Stuckler and Basu recommend the creation of an “Office of Health Responsibility,” which would be charged with analyzing the impact on health of different economic policies. (Imagine the disclaimers: “This tax cut may be hazardous to your health.”) It’s a refreshing, if wonky, idea—but economic policies are not forged in a scientific vacuum in which “clinical trials” can be used to determine what we do. They are inextricable from ideology and from politics itself.
And this is perhaps the most notable aspect of The Body Economic: The book itself seems part of a rising political movement. Austerity economics has lately suffered some hard knocks, especially the now-infamous Excel coding error by Harvard economists Carmen Reinhart and Kenneth Rogoff that caused them to dramatically overstate the extent to which public debt reduces economic growth.
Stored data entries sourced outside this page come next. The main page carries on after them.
//! Demo Copilot HTTP API.

pub mod config;
pub mod error;
pub mod events;
pub mod rehearsal;
pub mod routes;
pub mod state;

use axum::Router;
use tower_http::cors::CorsLayer;
use tower_http::trace::TraceLayer;

use crate::state::AppState;

/// Builds the full application router.
pub fn app(state: AppState) -> Router {
    // TODO: restrict CORS to the presenter console origin once it is configurable.
    Router::new()
        .merge(routes::health::router())
        .nest("/api/v1/demos", routes::demo::router())
        .nest("/api/v1/events", routes::events::router())
        .layer(TraceLayer::new_for_http())
        .layer(CorsLayer::permissive())
        .with_state(state)
}
//! Collaborator provider abstraction.

use std::sync::Arc;

use uuid::Uuid;

use crate::browser::BrowserAutomation;
use crate::language_model::LanguageModel;
use crate::speech::SpeechSynthesizer;

/// Builds the collaborators a new session needs.
///
/// Browsers are per session, speech is per voice, and the language model is
/// shared by every session.
pub trait CollaboratorProvider: Send + Sync {
    /// Returns a browser dedicated to `session_id`.
    fn browser(&self, session_id: Uuid) -> Arc<dyn BrowserAutomation>;

    /// Returns a speech synthesizer speaking with `voice_id`.
    fn speech(&self, voice_id: &str) -> Arc<dyn SpeechSynthesizer>;

    /// Returns the language model used to answer questions.
    fn language_model(&self) -> Arc<dyn LanguageModel>;
}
Tentatively, perhaps, a new philosophical and political approach toward government spending is starting to emerge. The political edifice that supports austerity will not collapse quickly or easily. But the appearance of The Body Economic suggests that a new intellectual space is being carved out, however slowly. Austerity, after all, is not only a policy agenda but a mind-set—a decision to limit the social imagination. After several decades in its thrall, maybe the world is starting to open up again.
Kim Phillips-Fein teaches American history at the Gallatin School of Individualized Study at New York University and is working on a book about the New York City fiscal crisis of the 1970s.